SUPPLIED MATERIAL below:

use async_trait::async_trait;
use caramba_db::models::node::Node;
use caramba_shared::api::{self, Envelope, Inbound, ServerStatus};
use caramba_shared::panel::{Binding, BindingRef, BindingSpec, PanelStatus};
use reqwest::{Client, Method, StatusCode};
use serde::de::DeserializeOwned;
use std::collections::HashMap;
use std::sync::{Arc, Mutex, PoisonError};
use std::time::Duration;
use tracing::{debug, warn};

use super::{PanelClient, PanelConnector, PanelError};

/// Client for a 3x-ui style panel. Session is cookie based; an expired
/// session is renewed once per request before the call is given up.
pub struct HttpPanelClient {
    client: Client,
    base_url: String,
    username: String,
    password: String,
    logged_in: tokio::sync::Mutex<bool>,
}

impl HttpPanelClient {
    pub fn new(
        base_url: &str,
        username: String,
        password: String,
        timeout: Duration,
    ) -> Result<Self, PanelError> {
        let client = Client::builder()
            .cookie_store(true)
            .timeout(timeout)
            .connect_timeout(timeout)
            .build()?;
        Ok(Self {
            client,
            base_url: base_url.trim_end_matches('/').to_string(),
            username,
            password,
            logged_in: tokio::sync::Mutex::new(false),
        })
    }

    fn url(&self, path: &str) -> String {
        format!("{}{}", self.base_url, path)
    }

    async fn ensure_session(&self) -> Result<(), PanelError> {
        let mut logged_in = self.logged_in.lock().await;
        if !*logged_in {
            self.do_login().await?;
            *logged_in = true;
        }
        Ok(())
    }

    async fn renew_session(&self) -> Result<(), PanelError> {
        let mut logged_in = self.logged_in.lock().await;
        *logged_in = false;
        self.do_login().await?;
        *logged_in = true;
        Ok(())
    }

    async fn do_login(&self) -> Result<(), PanelError> {
        let resp = self
            .client
            .post(self.url("/login"))
            .form(&[
                ("username", self.username.as_str()),
                ("password", self.password.as_str()),
            ])
            .send()
            .await
            .map_err(classify)?;

        if matches!(resp.status(), StatusCode::UNAUTHORIZED | StatusCode::FORBIDDEN) {
            return Err(PanelError::Unauthorized);
        }
        if !resp.status().is_success() {
            return Err(PanelError::Status(resp.status().as_u16()));
        }

        let envelope: Envelope<serde_json::Value> = resp.json().await.map_err(classify)?;
        if !envelope.success {
            return Err(PanelError::Unauthorized);
        }
        debug!(panel = %self.base_url, "Panel session established");
        Ok(())
    }

    async fn send(
        &self,
        method: &Method,
        path: &str,
        body: Option<&serde_json::Value>,
    ) -> Result<reqwest::Response, PanelError> {
        let mut req = self.client.request(method.clone(), self.url(path));
        if let Some(body) = body {
            req = req.json(body);
        }
        req.send().await.map_err(classify)
    }

    async fn call<T: DeserializeOwned>(
        &self,
        method: Method,
        path: &str,
        body: Option<serde_json::Value>,
    ) -> Result<Option<T>, PanelError> {
        self.ensure_session().await?;

        let mut resp = self.send(&method, path, body.as_ref()).await?;
        if matches!(resp.status(), StatusCode::UNAUTHORIZED | StatusCode::FORBIDDEN) {
            warn!(panel = %self.base_url, "Panel session expired, logging in again");
            self.renew_session().await?;
            resp = self.send(&method, path, body.as_ref()).await?;
            if matches!(resp.status(), StatusCode::UNAUTHORIZED | StatusCode::FORBIDDEN) {
                return Err(PanelError::Unauthorized);
            }
        }
        if !resp.status().is_success() {
            return Err(PanelError::Status(resp.status().as_u16()));
        }

        let envelope: Envelope<T> = resp
            .json()
            .await
            .map_err(|e| PanelError::Decode(e.to_string()))?;
        if !envelope.success {
            return Err(PanelError::Rejected(envelope.msg));
        }
        Ok(envelope.obj)
    }
}

fn classify(err: reqwest::Error) -> PanelError {
    if err.is_timeout() {
        PanelError::Timeout
    } else if err.is_connect() {
        PanelError::Unreachable(err.to_string())
    } else if err.is_decode() {
        PanelError::Decode(err.to_string())
    } else {
        PanelError::Transport(err)
    }
}

#[async_trait]
impl PanelClient for HttpPanelClient {
    async fn login(&self) -> Result<(), PanelError> {
        self.renew_session().await
    }

    async fn get_status(&self) -> Result<PanelStatus, PanelError> {
        let status: Option<ServerStatus> = self
            .call(Method::POST, "/panel/api/server/status", None)
            .await?;
        status
            .map(PanelStatus::from)
            .ok_or_else(|| PanelError::Decode("status response without payload".into()))
    }

    async fn list_bindings(&self) -> Result<Vec<Binding>, PanelError> {
        let inbounds: Vec<Inbound> = self
            .call(Method::GET, "/panel/api/inbounds/list", None)
            .await?
            .unwrap_or_default();

        let mut bindings = Vec::new();
        for inbound in &inbounds {
            let mut found = inbound
                .bindings()
                .map_err(|e| PanelError::Decode(format!("inbound {}: {}", inbound.id, e)))?;
            bindings.append(&mut found);
        }
        Ok(bindings)
    }

    async fn create_binding(&self, spec: &BindingSpec) -> Result<Binding, PanelError> {
        let settings =
            api::client_settings(spec).map_err(|e| PanelError::Decode(e.to_string()))?;
        let _: Option<serde_json::Value> = self
            .call(
                Method::POST,
                "/panel/api/inbounds/addClient",
                Some(serde_json::json!({ "id": spec.inbound_id, "settings": settings })),
            )
            .await?;
        Ok(Binding::from(spec))
    }

    async fn update_binding(
        &self,
        binding: &BindingRef,
        spec: &BindingSpec,
    ) -> Result<(), PanelError> {
        let settings =
            api::client_settings(spec).map_err(|e| PanelError::Decode(e.to_string()))?;
        let path = format!("/panel/api/inbounds/updateClient/{}", binding.client_id);
        let _: Option<serde_json::Value> = self
            .call(
                Method::POST,
                &path,
                Some(serde_json::json!({ "id": binding.inbound_id, "settings": settings })),
            )
            .await?;
        Ok(())
    }

    async fn delete_binding(&self, binding: &BindingRef) -> Result<(), PanelError> {
        let path = format!(
            "/panel/api/inbounds/{}/delClient/{}",
            binding.inbound_id, binding.client_id
        );
        let _: Option<serde_json::Value> = self.call(Method::POST, &path, None).await?;
        Ok(())
    }
}

/// Builds one [`HttpPanelClient`] per node and keeps it while the node's
/// address is unchanged, so the panel session survives across cycles.
pub struct HttpPanelConnector {
    timeout: Duration,
    clients: Mutex<HashMap<i64, (String, Arc<HttpPanelClient>)>>,
}

impl HttpPanelConnector {
    pub fn new(timeout: Duration) -> Self {
        Self {
            timeout,
            clients: Mutex::new(HashMap::new()),
        }
    }
}

/// The credentials reference names an environment variable holding
/// `user:password`.
pub fn resolve_credentials(reference: &str) -> Result<(String, String), PanelError> {
    let raw = std::env::var(reference)
        .map_err(|_| PanelError::Credentials(format!("variable {} is not set", reference)))?;
    let (user, password) = raw.split_once(':').ok_or_else(|| {
        PanelError::Credentials(format!("variable {} is not in user:password form", reference))
    })?;
    if user.is_empty() {
        return Err(PanelError::Credentials(format!(
            "variable {} has an empty user name",
            reference
        )));
    }
    Ok((user.to_string(), password.to_string()))
}

impl PanelConnector for HttpPanelConnector {
    fn client_for(&self, node: &Node) -> Result<Arc<dyn PanelClient>, PanelError> {
        let mut clients = self.clients.lock().unwrap_or_else(PoisonError::into_inner);
        if let Some((address, client)) = clients.get(&node.id) {
            if address == &node.address {
                return Ok(client.clone());
            }
        }

        let (user, password) = resolve_credentials(&node.credentials_ref)?;
        let client = Arc::new(HttpPanelClient::new(
            &node.address,
            user,
            password,
            self.timeout,
        )?);
        clients.insert(node.id, (node.address.clone(), client.clone()));
        Ok(client)
    }

    fn forget(&self, node_id: i64) {
        self.clients
            .lock()
            .unwrap_or_else(PoisonError::into_inner)
            .remove(&node_id);
    }
}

End of SUPPLIED MATERIAL.

- WHAT TO DO:
The reply is a bare number, the count of lines in these entries that hold the word "lock".

- OUTPUT FOR THIS EXERCISE:
4